- What you will do:
When a line in the listing contains the string "iana", pick it out and copy it.

- Records:
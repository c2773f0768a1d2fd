//! Error types for topogen.

use std::path::PathBuf;

use thiserror::Error;

/// Main error type for topogen.
#[derive(Error, Debug)]
pub enum TopogenError {
    #[error(
        "Base config not found at {0}. Run the config bootstrap first to produce a homeserver config."
    )]
    MissingBaseConfig(PathBuf),

    #[error("Failed to parse base config {path}: {source}")]
    BaseConfig {
        path: PathBuf,
        #[source]
        source: serde_yaml::Error,
    },

    #[error("YAML error: {0}")]
    Yaml(#[from] serde_yaml::Error),

    #[error("IO error: {0}")]
    Io(#[from] std::io::Error),
}

/// Result type alias for topogen operations.
pub type Result<T> = std::result::Result<T, TopogenError>;
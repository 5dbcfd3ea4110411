//! Orchestration of a single native ceremony.
//!
//! A ceremony goes through `Building → Pending → {Succeeded | Failed | Cancelled}`:
//!
//! * [`build_create_requests`] and [`build_get_requests`] build one [`NativeRequest`] per enabled
//!   authenticator class together with the [`CeremonyState`] the native layer reads back when it
//!   rebuilds its own options.
//! * [`run`] inserts the state, hands the requests to the [`AuthorizationController`] and waits
//!   for the first of success, failure or timeout. Whichever comes first removes the state and
//!   settles the ceremony. Everything that arrives afterwards is logged and dropped.

use std::{
    sync::{Arc, Mutex, PoisonError},
    time::Duration,
};

use coset::iana;
use platform_passkey_native::{
    AuthenticatorClass, AuthorizationController, Ceremony, CeremonyId, CeremonyKind,
    CeremonyState, CompletionSink, NativeCredential, NativeError, NativeRequest, NativeUser,
    PresentationAnchor, StateLookup, StateTable,
};
use platform_passkey_types::{
    webauthn::{
        AttestationConveyancePreference, AuthenticatorAttachment,
        PublicKeyCredentialCreationOptions, PublicKeyCredentialDescriptor,
        PublicKeyCredentialParameters, PublicKeyCredentialRequestOptions,
    },
    Bytes,
};
use tokio::sync::oneshot;

use crate::{classify_native_error, extensions::NegotiatedExtensions, WebauthnError};


/// Algorithms the security key stack can create credentials for.
pub const SECURITY_KEY_ALGORITHMS: &[iana::Algorithm] = &[iana::Algorithm::ES256];

fn credential_ids(descriptors: Option<&Vec<PublicKeyCredentialDescriptor>>) -> Vec<Bytes> {
    descriptors
        .into_iter()
        .flatten()
        .filter(|descriptor| descriptor.is_known())
        .map(|descriptor| descriptor.id.clone())
        .collect()
}

/// Build the requests of a create ceremony.
///
/// The platform request is always present. A security key request is added unless the caller
/// asked for a platform attachment, and only if it supports one of the requested algorithms.
pub fn build_create_requests(
    rp_id: &str,
    options: &PublicKeyCredentialCreationOptions,
    client_data_hash: [u8; 32],
    extensions: &NegotiatedExtensions,
) -> (Vec<NativeRequest>, CeremonyState) {
    let selection = options.authenticator_selection.clone().unwrap_or_default();
    let user_verification = selection.user_verification;
    let resident_key_required = selection.wants_resident_key();

    let params = if options.pub_key_cred_params.is_empty() {
        PublicKeyCredentialParameters::default_algorithms()
    } else {
        options.pub_key_cred_params.clone()
    };
    let algorithms: Vec<iana::Algorithm> = params.iter().map(|param| param.alg).collect();
    let exclude_credentials = credential_ids(options.exclude_credentials.as_ref());
    let user = NativeUser {
        id: options.user.id.clone(),
        name: options.user.name.clone(),
        display_name: options.user.display_name.clone(),
    };

    let mut platform = NativeRequest::platform(rp_id);
    platform
        .set_challenge(options.challenge.clone())
        .set_user(user.clone())
        .set_user_verification(user_verification)
        // the platform authenticator cannot attest
        .set_attestation(AttestationConveyancePreference::None)
        .set_algorithms(algorithms.clone())
        .set_exclude_credentials(exclude_credentials.clone())
        .set_resident_key_required(resident_key_required)
        .set_extensions(extensions.for_class(AuthenticatorClass::Platform));
    let mut requests = vec![platform];

    if selection.authenticator_attachment != Some(AuthenticatorAttachment::Platform) {
        let supported: Vec<iana::Algorithm> = algorithms
            .iter()
            .copied()
            .filter(|alg| SECURITY_KEY_ALGORITHMS.contains(alg))
            .collect();
        if supported.is_empty() {
            log::debug!("No requested algorithm is supported by security keys, skipping them");
        } else {
            // Requiring a resident key here would block hybrid pairing, so it stays off.
            let mut security_key = NativeRequest::security_key(rp_id);
            security_key
                .set_challenge(options.challenge.clone())
                .set_user(user)
                .set_user_verification(user_verification)
                .set_attestation(options.attestation)
                .set_algorithms(supported)
                .set_exclude_credentials(exclude_credentials.clone())
                .set_extensions(extensions.for_class(AuthenticatorClass::SecurityKey));
            requests.push(security_key);
        }
    }

    let state = CeremonyState {
        client_data_hash,
        exclude_credentials,
        algorithms,
        resident_key_required,
    };
    (requests, state)
}

/// Build the requests of a get ceremony.
///
/// The allow list only restricts the platform request.
pub fn build_get_requests(
    rp_id: &str,
    options: &PublicKeyCredentialRequestOptions,
    client_data_hash: [u8; 32],
    extensions: &NegotiatedExtensions,
) -> (Vec<NativeRequest>, CeremonyState) {
    let mut platform = NativeRequest::platform(rp_id);
    platform
        .set_challenge(options.challenge.clone())
        .set_user_verification(options.user_verification)
        .set_allow_credentials(credential_ids(options.allow_credentials.as_ref()))
        .set_extensions(extensions.for_class(AuthenticatorClass::Platform));

    let mut security_key = NativeRequest::security_key(rp_id);
    security_key
        .set_challenge(options.challenge.clone())
        .set_user_verification(options.user_verification)
        .set_extensions(extensions.for_class(AuthenticatorClass::SecurityKey));

    let state = CeremonyState {
        client_data_hash,
        exclude_credentials: Vec::new(),
        algorithms: Vec::new(),
        resident_key_required: false,
    };
    (vec![platform, security_key], state)
}

type NativeResult = Result<NativeCredential, NativeError>;

/// The completion sink of one ceremony.
///
/// Success, failure and timeout all go through `take`. Only the first caller gets
/// the sender, and it removes the ceremony state while still holding the lock.
struct Settlement {
    id: CeremonyId,
    table: Arc<StateTable>,
    sender: Mutex<Option<oneshot::Sender<NativeResult>>>,
}

impl Settlement {
    fn new(id: CeremonyId, table: Arc<StateTable>, sender: oneshot::Sender<NativeResult>) -> Self {
        Self {
            id,
            table,
            sender: Mutex::new(Some(sender)),
        }
    }

    fn take(&self) -> Option<oneshot::Sender<NativeResult>> {
        let mut sender = self.sender.lock().unwrap_or_else(PoisonError::into_inner);
        let taken = sender.take();
        if taken.is_some() {
            self.table.remove(self.id);
        }
        taken
    }

    fn settle(&self, result: NativeResult) {
        let Some(sender) = self.take() else {
            match result {
                Ok(credential) => log::warn!(
                    "Ignoring {} credential for settled ceremony {}",
                    credential.class,
                    self.id
                ),
                Err(error) => {
                    log::warn!("Ignoring error for settled ceremony {}: {error}", self.id)
                }
            }
            return;
        };
        if sender.send(result).is_err() {
            log::debug!("Ceremony {} settled after its caller went away", self.id);
        }
    }
}

/// Cancels the ceremony if the future running it is dropped before it settles.
struct PendingCeremony<'a> {
    controller: &'a dyn AuthorizationController,
    settlement: Arc<Settlement>,
}

impl Drop for PendingCeremony<'_> {
    fn drop(&mut self) {
        if self.settlement.take().is_some() {
            let id = self.settlement.id;
            log::debug!("Ceremony {id} was abandoned before settling, cancelling");
            self.controller.cancel(id);
        }
    }
}

impl CompletionSink for Settlement {
    fn succeed(&self, credential: NativeCredential) {
        self.settle(Ok(credential));
    }

    fn fail(&self, error: NativeError) {
        self.settle(Err(error));
    }
}

/// Run the requests of a `kind` ceremony until the first terminal event.
///
/// Native failures are classified with [`classify_native_error`]. If `timeout` elapses first,
/// the controller is asked to cancel and the ceremony fails with [`WebauthnError::Timeout`].
/// Dropping the returned future before it completes cancels the ceremony the same way.
pub async fn run(
    controller: &dyn AuthorizationController,
    table: &Arc<StateTable>,
    kind: CeremonyKind,
    requests: Vec<NativeRequest>,
    state: CeremonyState,
    anchor: PresentationAnchor,
    timeout: Duration,
) -> Result<NativeCredential, WebauthnError> {
    let mut id = CeremonyId::random();
    while !table.insert(id, state.clone()) {
        id = CeremonyId::random();
    }

    let (sender, mut receiver) = oneshot::channel();
    let settlement = Arc::new(Settlement::new(id, table.clone(), sender));
    let pending = PendingCeremony {
        controller,
        settlement: settlement.clone(),
    };

    log::debug!(
        "Starting {kind} ceremony {id} with {} request(s), timeout {timeout:?}",
        requests.len()
    );
    controller.perform(Ceremony {
        id,
        kind,
        requests,
        anchor,
        state: StateLookup::new(table.clone(), id),
        completion: settlement.clone(),
    });

    let result = match tokio::time::timeout(timeout, &mut receiver).await {
        Ok(Ok(result)) => result,
        Ok(Err(_)) => Err(NativeError::new("The ceremony ended without a result")),
        Err(_) if settlement.take().is_some() => {
            log::debug!("Ceremony {id} timed out, cancelling");
            controller.cancel(id);
            return Err(WebauthnError::Timeout);
        }
        // a result was sent between the deadline and taking the sender
        Err(_) => receiver.try_recv().unwrap_or_else(|_| {
            Err(NativeError::new("The ceremony ended without a result"))
        }),
    };
    drop(pending);

    match result {
        Ok(credential) => {
            log::debug!("Ceremony {id} produced a {} credential", credential.class);
            Ok(credential)
        }
        Err(error) => {
            log::debug!("Ceremony {id} failed: {error}");
            Err(classify_native_error(&error, kind))
        }
    }
}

- Completed task:
use coset::iana;
pub const SECURITY_KEY_ALGORITHMS: &[iana::Algorithm] = &[iana::Algorithm::ES256];
    let algorithms: Vec<iana::Algorithm> = params.iter().map(|param| param.alg).collect();
        let supported: Vec<iana::Algorithm> = algorithms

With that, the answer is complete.